Sharing the retention bonuses is a pragmatic approach which benefits both the buyer and the seller. The buyer because they get to retain key people, and the seller because they’ve received a benefit from the sale, and because they may still have a vested interest in deferred payments via the earnout. 

7: Look beyond the owners 

Most earnouts are focused on retention of the most senior leaders/owners of an acquisition. But it’s important to consider the next level of management too. Are they important to retain? And if so, how can they be incentivised to do so? 

8: Think beyond financial performance 

Earnouts are often purely focused on financial performance but cultural alignment can make or break the success of the acquisition. It’s important to consider what strategies are being put in place to ensure this alignment exists and that integration is a success.  

9: Advisors are the ultimate shock absorbers  

A business owner without an advisor is not necessarily a good thing. It’s likely advisors will present a more accurate view of the business for sale and they can also act as a shock absorber during difficult conversations. This will help to preserve potential employer/employee relationships should the deal go ahead. From the get-go, recommend the shareholders of your target business has an advisor.  

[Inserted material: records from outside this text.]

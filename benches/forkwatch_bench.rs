// SPDX-License-Identifier: AGPL-3.0-or-later
// SPDX-FileCopyrightText: 2025 Jonathan D.A. Jewell
//! Benchmarks for clustering and patch grouping

use criterion::{black_box, criterion_group, criterion_main, BenchmarkId, Criterion, Throughput};
use forkwatch::analysis::{analyze, recommend};
use forkwatch::noise::NoiseRules;
use forkwatch::types::{CommitInfo, Comparison, FileDelta, ForkIdentity, UpstreamRepo};

/// Synthetic network: each fork touches a few of 20 files with one of 4 diffs
fn network(forks: usize) -> Vec<Comparison> {
    (0..forks)
        .map(|i| Comparison {
            fork: ForkIdentity {
                owner: format!("user{i}"),
                repo: "widget".into(),
                default_branch: "main".into(),
                html_url: format!("https://github.com/user{i}/widget"),
                pushed_at: None,
            },
            ahead_by: 2,
            commits: vec![CommitInfo {
                author: format!("user{i}"),
                login: None,
                message: "tweak".into(),
            }],
            files: (0..3)
                .map(|j| FileDelta {
                    path: format!("src/file{}.rs", (i * 7 + j * 3) % 20),
                    additions: 3,
                    deletions: 1,
                    patch: format!("@@ -1,1 +1,1 @@\n-old\n+variant {}\n", (i + j) % 4),
                })
                .collect(),
        })
        .collect()
}

fn bench_analyze(c: &mut Criterion) {
    let upstream = UpstreamRepo {
        owner: "acme".into(),
        repo: "widget".into(),
        default_branch: "main".into(),
        fork_count: 1_000,
    };
    let rules = NoiseRules::default();
    let mut group = c.benchmark_group("analyze");

    for forks in [10, 100, 1_000] {
        let input = network(forks);
        group.throughput(Throughput::Elements(forks as u64));
        group.bench_with_input(BenchmarkId::from_parameter(forks), &input, |b, input| {
            b.iter(|| {
                let result = analyze(&upstream, input.len(), input.clone(), &rules);
                black_box(recommend(&result))
            });
        });
    }

    group.finish();
}

criterion_group!(benches, bench_analyze);
criterion_main!(benches);
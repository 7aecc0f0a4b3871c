// SPDX-License-Identifier: AGPL-3.0-or-later
// SPDX-FileCopyrightText: 2025 Jonathan D.A. Jewell
//! Config command - shows the effective configuration

use crate::config::{get_key, to_toml, Config};
use anyhow::Result;

/// Print the effective configuration, or a single dotted key
pub fn run(config: &Config, key: Option<&str>) -> Result<()> {
    match key {
        Some(key) => {
            tracing::debug!("Getting {}", key);
            println!("{}", get_key(config, key)?);
        }
        None => print!("{}", to_toml(config)?),
    }
    Ok(())
}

10: Don’t be afraid of an owner who deeply understands their value 

While an owner who understands their company’s value drivers might be a tougher negotiator, they’ll likely deliver greater value to you in the end. If someone has taken the time to understand what buyers are looking for, built a business that satisfies these criteria, and found the right buyer with a strategic reason for investing, odds are the business is going to be a good fit. As the old adage goes, “you get what you pay for”.